Although the Chessmaster engine is generally not as strong as the engines of other commercially available chess programs such as Fritz, critics have praised the Chessmaster series for its comprehensive tutorials aimed at players of amateur and moderate skill levels. In its review of Chessmaster 9000, IGN said that "the series has always distinguished itself with first-rate chess teaching tools", and welcomed the game's "appeal towards inexperienced and mid-level players. With all manner of tutorials, detailed analysis and exercises, the game helps ease newbies into the experience." GameSpot's review of Chessmaster 10th Edition commented positively on the game's "huge bundle of features aimed at everyone from the neophyte who's looking to learn the basics to the advanced wood pusher who may need practice for tournament play."

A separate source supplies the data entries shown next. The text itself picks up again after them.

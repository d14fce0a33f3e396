//! Agreement under byzantine traffic.
//!
//! A seeded, single-threaded rendition of the live fuzz harness: honest
//! validators run vote → broadcast → insert → tally loops against a shared
//! message pool that byzantine validators pollute with random objects at
//! random times within ±4W of the present. The hold duration exceeds the
//! window so confirmation demands quorum sustained across window
//! generations.

use accord_consensus::{Dag, NodeId, UniformValidators};
use accord_types::{TimePoint, Timestamp};
use rand::rngs::StdRng;
use rand::{Rng, SeedableRng};

const W: u64 = 50;
const HOLD: u64 = W + 1;
const VALIDATORS: usize = 7;
const STEPS: usize = 40_000;

struct Peer {
    dag: Dag<u16, u32, Timestamp>,
    node: NodeId,
    confirmed: Option<u16>,
    casts: Vec<(u16, Timestamp)>,
    next_vote: Timestamp,
}

impl Peer {
    fn new(window: u64, preference: u16) -> Self {
        let mut dag = Dag::new();
        let root = dag.create(window, 0u16);
        let node = dag.create_with_parents(window, preference, [root]).unwrap();
        Self {
            dag,
            node,
            confirmed: None,
            casts: Vec::new(),
            next_vote: Timestamp::EPOCH,
        }
    }
}

/// Drive the network for up to `STEPS` logical milliseconds.
///
/// `preference` picks each honest peer's starting object; `paced` gates
/// voting on the instant the previous `vote` returned, while unpaced peers
/// call `vote` every turn and lean on the deferral rule instead.
fn run(seed: u64, preference: impl Fn(&mut StdRng, usize) -> u16, paced: bool) -> Vec<Peer> {
    let mut rng = StdRng::seed_from_u64(seed);
    let validators = UniformValidators::new(VALIDATORS);
    let faulty = (VALIDATORS - 1) / 3;

    let mut pool: Vec<(u16, Timestamp, u32)> = Vec::new();
    let mut peers: Vec<Peer> = (0..VALIDATORS)
        .map(|index| Peer::new(W, preference(&mut rng, index)))
        .collect();

    let mut now = 1_000u64;
    for _ in 0..STEPS {
        now += 1;
        let at = Timestamp::from_millis(now);

        let actor = rng.gen_range(0..VALIDATORS);
        if actor < faulty {
            // Byzantine: a random object stamped anywhere within ±4W.
            let warp = rng.gen_range(0..8 * W);
            let stamp = at.rewind(4 * W).advance(warp);
            pool.push((rng.gen_range(0..2u16), stamp, actor as u32));
        } else if !paced || peers[actor].next_vote <= at {
            let peer = &mut peers[actor];
            let node = peer.node;
            let casts = &mut peer.casts;
            let mut cast = |object: &u16, time: Timestamp| {
                pool.push((*object, time, actor as u32));
                casts.push((*object, time));
            };
            peer.next_vote = peer
                .dag
                .vote(node, &mut cast, &validators, at, &mut |_: &u32| {})
                .unwrap();
        }

        // Old traffic ages out of the shared pool.
        let horizon = at.rewind(4 * W);
        pool.retain(|&(_, stamp, _)| stamp >= horizon);
        if pool.is_empty() {
            continue;
        }

        // Every honest peer gossips in one pooled message and re-tallies
        // around it.
        for index in faulty..VALIDATORS {
            let (object, stamp, validator) = pool[rng.gen_range(0..pool.len())];
            let peer = &mut peers[index];
            peer.dag.insert(peer.node, object, stamp, validator).unwrap();

            let mut confirmed = peer.confirmed;
            peer.dag
                .tally(
                    peer.node,
                    stamp.rewind(W).advance(1),
                    stamp.advance(W),
                    &validators,
                    &mut |object: &u16, _| {
                        confirmed.get_or_insert(*object);
                    },
                    &mut |_: &u32| {},
                    HOLD,
                )
                .unwrap();
            peer.confirmed = confirmed;
        }

        if peers[faulty..].iter().all(|peer| peer.confirmed.is_some()) {
            break;
        }
    }
    peers.drain(..faulty);
    peers
}

/// With every honest peer starting on the same object, byzantine weight can
/// never assemble a competing quorum: whoever confirms, confirms that
/// object.
#[test]
fn honest_majority_confirms_one_object() {
    let mut total_confirmed = 0usize;
    for seed in 0..8u64 {
        let honest = run(seed, |_, _| 0, true);
        for peer in &honest {
            if let Some(object) = peer.confirmed {
                assert_eq!(object, 0, "seed {seed} confirmed a byzantine object");
                total_confirmed += 1;
            }
        }
    }
    assert!(total_confirmed > 0, "no confirmation in any seeded run");
}

/// With honest peers split across objects and voting every turn, the
/// deferral rule still spaces out preference changes: a peer never casts a
/// different object within one window of its previous cast.
#[test]
fn split_start_keeps_replacement_spacing() {
    for seed in 0..8u64 {
        let honest = run(seed, |rng, _| rng.gen_range(0..2u16), false);
        for peer in &honest {
            for pair in peer.casts.windows(2) {
                let (previous, at_previous) = pair[0];
                let (current, at_current) = pair[1];
                if previous != current {
                    assert!(
                        at_current.since(at_previous) >= W,
                        "seed {seed} flipped {previous}->{current} after only {}ms",
                        at_current.since(at_previous)
                    );
                }
            }
        }
    }
}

A common criticism of the series has been the lack of new features in successive installments. IGN's review of Chessmaster 10th Edition commented, "it simply doesn't add enough over any of the last two versions to make it a necessary upgrade."

===Awards===
The editors of Computer Games Strategy Plus named Chessmaster Online the best online game of 1997.

In 1994, PC Gamer UK named Chessmaster 4000 Turbo the 20th best computer game of all time, calling it the best of the series so far and accessible to all skill levels. The editors wrote, "A chess game? In the Top 50? Well, why not?" In June 1994 Chessmaster 4000 was a finalist for Computer Gaming Worlds Strategy Game of the Year award, losing to Master of Orion The editors wrote that "Software Toolworks still has the capacity and the will to improve their best-selling chess engine".

In 1997 Chessmaster 5000 was a finalist for Computer Gaming Worlds Classic/Puzzle Game of the Year award, losing to Baku Baku Animal.